Record extracts Start Marker
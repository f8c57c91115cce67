// ── API-to-domain type conversions ──
//
// Bridges raw `tuyabridge_api` response types into the registry's
// `Device`. Status lists become an ordered code -> value map; entries
// without a code are dropped.

use indexmap::IndexMap;

use tuyabridge_api::models::{DeviceFunctions, StatusEntry};
use tuyabridge_api::{Device as ApiDevice, StatusValue};

use crate::model::{Device, DeviceKind};

/// Fold a status list into a map, skipping empty codes. Later entries
/// win over earlier ones with the same code.
pub(crate) fn status_map(entries: Vec<StatusEntry>) -> IndexMap<String, StatusValue> {
    entries
        .into_iter()
        .filter(|e| !e.code.is_empty())
        .map(|e| (e.code, e.value))
        .collect()
}

impl From<ApiDevice> for Device {
    fn from(d: ApiDevice) -> Self {
        let kind = DeviceKind::from_category(&d.category);
        Self {
            id: d.id,
            name: d.name,
            category: d.category,
            kind,
            online: d.online,
            functions: d.functions,
            status: status_map(d.status),
        }
    }
}

/// Combine a device-info response with its separately fetched control
/// surface, as done when a device is bound at runtime.
pub(crate) fn with_functions(mut info: ApiDevice, functions: DeviceFunctions) -> Device {
    info.functions = functions.functions;
    if info.category.is_empty() {
        info.category = functions.category;
    }
    info.into()
}
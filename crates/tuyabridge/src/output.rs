//! Output formatting: table or JSON.
//!
//! Table uses `tabled`; JSON formats serialize the domain types directly.

use std::io::{self, Write};

use tabled::{Table, Tabled, settings::Style};

use crate::cli::OutputFormat;

// ── Render dispatchers ───────────────────────────────────────────────

/// Render a list of serializable items in the chosen format.
pub fn render_list<T, R>(format: OutputFormat, data: &[T], to_row: impl Fn(&T) -> R) -> String
where
    T: serde::Serialize,
    R: Tabled,
{
    match format {
        OutputFormat::Table => {
            let rows: Vec<R> = data.iter().map(to_row).collect();
            Table::new(rows).with(Style::rounded()).to_string()
        }
        OutputFormat::Json => render_json(data, false),
        OutputFormat::JsonCompact => render_json(data, true),
    }
}

/// Render a single item; `detail_fn` produces the table view.
pub fn render_single<T>(format: OutputFormat, data: &T, detail_fn: impl Fn(&T) -> String) -> String
where
    T: serde::Serialize,
{
    match format {
        OutputFormat::Table => detail_fn(data),
        OutputFormat::Json => render_json(data, false),
        OutputFormat::JsonCompact => render_json(data, true),
    }
}

/// Write rendered output to stdout, ignoring closed pipes.
pub fn print_output(output: &str) {
    if output.is_empty() {
        return;
    }
    let mut stdout = io::stdout().lock();
    let _ = writeln!(stdout, "{output}");
}

// ── Format-specific renderers ────────────────────────────────────────

pub(crate) fn render_json<T: serde::Serialize + ?Sized>(data: &T, compact: bool) -> String {
    let rendered = if compact {
        serde_json::to_string(data)
    } else {
        serde_json::to_string_pretty(data)
    };
    rendered.unwrap_or_else(|e| format!("{{\"error\":\"serialization failed: {e}\"}}"))
}
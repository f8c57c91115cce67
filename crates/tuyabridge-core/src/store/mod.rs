// ── Device store ──
//
// Concurrent device map with push-based change notification.

mod registry;

pub use registry::DeviceRegistry;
Record extracts End Marker
#### [Exercise]
Where the listing above reaches the line that contains "info.functions = functions.functions;", start retyping, and finish with the line that contains "use crate::cli::OutputFormat;"; reproduce those lines exactly and no others.

#### [Response to this exercise]
    info.functions = functions.functions;
    if info.category.is_empty() {
        info.category = functions.category;
    }
    info.into()
}
filename crates/tuyabridge/src/output.rs
//! Output formatting: table or JSON.
//!
//! Table uses `tabled`; JSON formats serialize the domain types directly.

use std::io::{self, Write};

use tabled::{Table, Tabled, settings::Style};

use crate::cli::OutputFormat;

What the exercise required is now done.